Finalmente ecco il Pulitzer che avevo cominciato diverso
tempo fa e che per sopraggiunte nuove letture non riuscivo a terminare. È il
primo romanzo di J.R. Moehringer,
dopo aver letto il quale André Agassi
ha chiesto all’autore: la tua autobiografia
mi è proprio piaciuta, non è che scriveresti anche la mia?
Detto fatto. È così che è
nato Open, una “autobiografia su
commissione” che si trova ancora adesso nelle classifiche dei libri più
venduti. Se ne volete sapere qualcosa di più lo trovate qui.
Leggendo Il bar delle grandi speranze mi si è chiarito anche un mistero che
non riuscivo a risolvere: a suo tempo avevo cercato in rete quale fosse il nome
per esteso di J.R. Moehringer, non
riuscendo a trovare a quali nomi di battesimo corrispondessero le iniziali J.R.
È spiegato nel romanzo: quelle
iniziali non significano proprio nulla, da un iniziale John Joseph l’autore stesso ha deciso di farsi chiamare da un certo
punto della propria vita in poi proprio J.R.,
o JR senza punti, con queste sole
iniziali, un po’ come il J.R. Ewing
di Dallas. La faccenda è anche più
complicata, ma il tutto lo spiega bene J.R. nel libro insieme alla presenza o
all’assenza dei punti, e sarebbe troppo lungo farne un riassunto qui.
Dal momento che questo libro
è stato scritto da Moehringer che non aveva ancora trent’anni e rivisto più
volte in seguito, definirlo un’autobiografia, anche se lo è, risulta un po’
azzardato vista la brevità dell’esistenza vissuta fino a quel punto, ma in
effetti è stato scritto anche con il piglio del romanzo, perciò mi sembra più
giusto definirlo un romanzo di
formazione in cui l’autore parla
di se stesso.
Moehringer racconta di sé
dall’età di circa dieci anni: il piccolo J.R.

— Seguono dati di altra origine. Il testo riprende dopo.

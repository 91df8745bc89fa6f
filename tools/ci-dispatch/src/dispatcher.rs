use crate::args::{Classification, ModeFlags};
use crate::collaborator::{Collaborator, Invocation};
use crate::config::{ConfigError, DispatcherConfig};
use crate::payload::Payload;
use crate::target::RemoteTarget;
use miette::Diagnostic;
use std::ffi::OsStr;
use std::io::Write;
use thiserror::Error;

/// Classify the tokens, and dispatch every requested test.
///
/// Collaborator failures are reported, but never turn into an error here. The only errors are the
/// dispatcher's own: an unusable configuration, or a report that could not be written.
pub fn execute_dispatch<S, C, W>(
    tokens: &[S],
    config: &DispatcherConfig,
    collaborator: C,
    out: W,
) -> Result<DispatchSummary, DispatchError>
where
    S: AsRef<str>,
    C: Collaborator,
    W: Write,
{
    let classification = Classification::classify(tokens);
    let mut dispatcher = Dispatcher::new(config, collaborator, out)?;
    let uploaded = UploadOperation::execute(&mut dispatcher, &classification.flags)?;
    let results = TestOperation::execute(&mut dispatcher, &classification)?;
    Ok(DispatchSummary {
        uploaded,
        dispatched: results.len(),
        failed: results.iter().filter(|r| !r.invocation.is_success()).count(),
    })
}

#[derive(Debug, Error, Diagnostic)]
pub enum DispatchError {
    #[error(transparent)]
    #[diagnostic(transparent)]
    Config(#[from] ConfigError),
    #[error("failed to write dispatch report")]
    Report(#[from] std::io::Error),
}

/// What happened during a dispatch.
#[derive(Debug, Clone, Copy, PartialEq, Eq)]
pub struct DispatchSummary {
    /// Whether the upload succeeded, or `None` if no upload was requested.
    pub uploaded: Option<bool>,
    pub dispatched: usize,
    pub failed: usize,
}

/// The output of one remote test invocation.
#[derive(Debug)]
pub struct TestResult<'a> {
    pub identifier: &'a str,
    pub invocation: Invocation,
}

/// Runs collaborators on behalf of a single dispatch, and writes the report.
pub struct Dispatcher<'c, C, W> {
    config: &'c DispatcherConfig,
    target: RemoteTarget,
    collaborator: C,
    out: W,
}

impl<'c, C: Collaborator, W: Write> Dispatcher<'c, C, W> {
    pub fn new(config: &'c DispatcherConfig, collaborator: C, out: W) -> Result<Self, ConfigError> {
        let target = config.remote_target()?;
        Ok(Self {
            config,
            target,
            collaborator,
            out,
        })
    }

    /// Write one report line, echoing the collaborator's output after the label.
    fn report(&mut self, label: &str, invocation: &Invocation) -> std::io::Result<()> {
        let text = invocation.text();
        if text.is_empty() {
            writeln!(self.out, "{}:", label)
        } else {
            writeln!(self.out, "{}: {}", label, text)
        }
    }
}

pub trait DispatchOperation<'c, I, O> {
    fn execute<C: Collaborator, W: Write>(
        dispatcher: &mut Dispatcher<'c, C, W>,
        input: I,
    ) -> Result<O, DispatchError>;
}

/// Operation for copying the compiler artifact onto the remote test host.
///
/// A failed copy is reported and the dispatch carries on, since the remote host may still hold a
/// usable compiler from an earlier upload.
pub struct UploadOperation;
impl<'c, 'f> DispatchOperation<'c, &'f ModeFlags, Option<bool>> for UploadOperation {
    fn execute<C: Collaborator, W: Write>(
        dispatcher: &mut Dispatcher<'c, C, W>,
        flags: &'f ModeFlags,
    ) -> Result<Option<bool>, DispatchError> {
        if !flags.upload {
            return Ok(None);
        }
        let destination = dispatcher.target.to_string();
        let invocation = dispatcher.collaborator.invoke(
            &dispatcher.config.runtime,
            &[
                OsStr::new("cp"),
                dispatcher.config.artifact.as_os_str(),
                OsStr::new(&destination),
            ],
        );
        let label = match &invocation.error {
            None => "update ok".to_owned(),
            Some(err) => {
                tracing::warn!(%destination, error = %err, "artifact upload failed");
                format!("update failed ({})", err)
            }
        };
        dispatcher.report(&label, &invocation)?;
        Ok(Some(invocation.is_success()))
    }
}

/// Operation for running every requested test on the remote host, one after another.
pub struct TestOperation;
impl<'c, 'a> DispatchOperation<'c, &'a Classification, Vec<TestResult<'a>>> for TestOperation {
    fn execute<C: Collaborator, W: Write>(
        dispatcher: &mut Dispatcher<'c, C, W>,
        classification: &'a Classification,
    ) -> Result<Vec<TestResult<'a>>, DispatchError> {
        let identifiers = classification.request.identifiers();
        writeln!(dispatcher.out, "tests: {:?}", identifiers)?;
        let mut results = Vec::with_capacity(identifiers.len());
        for identifier in identifiers {
            let payload = Payload::new(
                classification.flags,
                identifier,
                dispatcher.config.payload_format,
            )
            .to_string();
            let invocation = dispatcher.collaborator.invoke(
                &dispatcher.config.interpreter,
                &[
                    dispatcher.config.script.as_os_str(),
                    OsStr::new(&payload),
                ],
            );
            // Failures stay out of the report, which only echoes what the script printed.
            if let Some(err) = &invocation.error {
                tracing::warn!(%identifier, %payload, error = %err, "test invocation failed");
            }
            dispatcher.report(&format!("test {}", identifier), &invocation)?;
            results.push(TestResult {
                identifier,
                invocation,
            });
        }
        Ok(results)
    }
}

cresce con la madre e la stramba famiglia di lei dopo essere stato abbandonato
dal padre a pochi mesi di vita, e nonostante abiti con una numerosa folla di
nonni, zii e cugini, sente che la figura
paterna gli manca proprio tanto e comincia ad andarne alla ricerca. Oltre
al padre, man mano incontra una serie di uomini che per diverse ragioni gli
faranno da mentori nel suo cammino
verso l’età adulta, dai divertimenti adolescenziali ai lavori saltuari, dagli
studi al college all’inizio di una
carriera giornalistica rivolta verso il desiderio di fare dello scrivere lo scopo della propria vita.
E lo zoccolo duro del gruppo
di questi uomini lo troverà all’interno di un bar della sua cittadina natale, alle porte di New York, un bar che
per l’autore costituirà una vera e propria tana
in cui acquattarsi nei momenti di crisi, e saranno parecchi, un rifugio sicuro
nel quale di volta in volta trovare, oltre all’alcool, anche un buon consiglio
o un’opportuna strapazzata, o una spalla su cui piangere.
Un gruppo di uomini dai quali
trarrà anche l’insegnamento, oltre a quelli di vita e di come ci si ubriaca, sul come si deve scrivere, e passerà da un proprio stile complicato
ricco di paroloni inseriti ad effetto a uno stile semplice, sobrio e nello
stesso tempo evoluto, quello stile che in breve tempo gli farà vincere il Premio Pulitzer a trentasei anni per un
suo reportage su un’isolata comunità
fluviale in Alabama.
Il
bar delle grandi speranze
è un bel libro, con una bella storia di crescita, denso di sentimenti e di
passaggi toccanti soprattutto verso la fine quando l’autore tira le fila della
propria esistenza. Mi è piaciuto, e dopo diverse decine di pagine in cui ha
stentato a decollare nel mio interesse, verso la metà mi ha preso e l’ho
terminato in un battibaleno. Mi è piaciuto,
ripeto, ma non mi ha entusiasmato come è successo a moltissimi lettori compresa
colei che me lo ha prestato, e che ringrazio calorosamente.
La ragione è semplice: pur
essendo un ottimo libro che rasenta il capolavoro,
sia per i fatti e le storie narrate che per lo stile col quale è condotto, ritengo
sia troppo denso di cultura americana
per poter soddisfare pienamente una persona che non è cresciuta negli Stati Uniti. Un po’ quello che sostenevo per
il libro di David Sedaris che ho
recensito qui. Per uno che non è
cresciuto ad hamburger e baseball (se c’è uno sport che mi annoia
più del calcio, se mai fosse possibile, è questo), che non ha frequentato colleges, corse di cavalli o le vie di
Manhattan, e per il quale le ubriacature giornaliere non costituiscono la norma, il sentir parlare in continuazione di
tutti i minimi particolari di questi temi non ha contribuito a far lievitare l’interesse
per le vicissitudini del protagonista.
Pagine e pagine sulle
tecniche di quel tal giocatore, sul perché un cocktail è più adatto di un altro in una certa situazione o sul
perché i Mets perdono in
continuazione mi fanno lo stesso effetto di una disquisizione su Totti: interesse zero, curiosità men che meno.
Problema mio.
Ma del resto, se questo è il
modo di vivere del ceto medio maschile americano, perennemente ubriaco, allora
Moehringer non ha fatto altro che descrivere una situazione comune, per loro, e
l’ha fatto davvero bene. Riconosco comunque che per una qualsiasi altra persona
ciò potrebbe non essere un difetto, e in altre pagine l’autore si rifà alla grande
soddisfacendo anche chi americano non è. In ogni modo sono arrivato in fondo al
libro con piacere per il modo di
raccontare semplice e preciso, che ti fa incuriosire meramente per le altre
storie e per le avventure tragicomiche di questo J.R. Moehringer che vuole diventare uno scrittore.
E il bello è che alla fine ci riesce.